Assignment:
Looking at the entries below, state how many lines contain the word "only". Give the number alone.

***** Supplied information

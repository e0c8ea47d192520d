use dioxus::prelude::*;

use ui::AuthProvider;
use views::{
    Clientes, Dashboard, Login, NotFound, Obras, Register, RequestReset, ResetPassword,
};

mod views;

#[derive(Debug, Clone, Routable, PartialEq)]
#[rustfmt::skip]
enum Route {
    #[route("/")]
    Login {},
    #[route("/register")]
    Register {},
    #[route("/request-reset")]
    RequestReset {},
    #[route("/reset-password")]
    ResetPassword {},
    #[route("/dashboard")]
    Dashboard {},
    #[route("/clientes")]
    Clientes {},
    #[route("/obras")]
    Obras {},
    #[route("/:..segments")]
    NotFound { segments: Vec<String> },
}

const MAIN_CSS: Asset = asset!("/assets/main.css");

fn main() {
    dioxus::launch(App);
}

#[component]
fn App() -> Element {
    rsx! {
        document::Link { rel: "stylesheet", href: MAIN_CSS }
        AuthProvider {
            Router::<Route> {}
        }
    }
}
//! Authentication payloads. Write-only from the client's point of view —
//! nothing here is retained after the request completes (the login response
//! feeds the session manager and is then dropped).

use serde::{Deserialize, Serialize};
use store::{UserProfile, UserRole};

/// `POST /auth/login` body.
#[derive(Debug, Clone, Serialize)]
pub struct LoginPayload {
    pub email: String,
    pub password: String,
}

/// `POST /auth/login` response.
#[derive(Debug, Clone, Deserialize)]
pub struct LoginResponse {
    pub token: String,
    pub user: UserProfile,
}

/// `POST /auth/register` body. `cpf` is digits-only, 11 characters.
#[derive(Debug, Clone, Serialize)]
pub struct RegisterPayload {
    pub name: String,
    pub cpf: String,
    pub email: String,
    pub password: String,
    pub role: UserRole,
}

/// `POST /auth/request-reset` body.
#[derive(Debug, Clone, Serialize)]
pub struct RequestResetPayload {
    pub email: String,
}

/// `POST /auth/reset-password` body, carrying the emailed token.
#[derive(Debug, Clone, Serialize)]
pub struct ResetPasswordPayload {
    pub email: String,
    pub token: String,
    #[serde(rename = "newPassword")]
    pub new_password: String,
}

/// Generic `{ message }` acknowledgement used by the auth endpoints.
#[derive(Debug, Clone, Deserialize)]
pub struct ApiMessage {
    pub message: String,
}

**********

Answer for this exercise:
2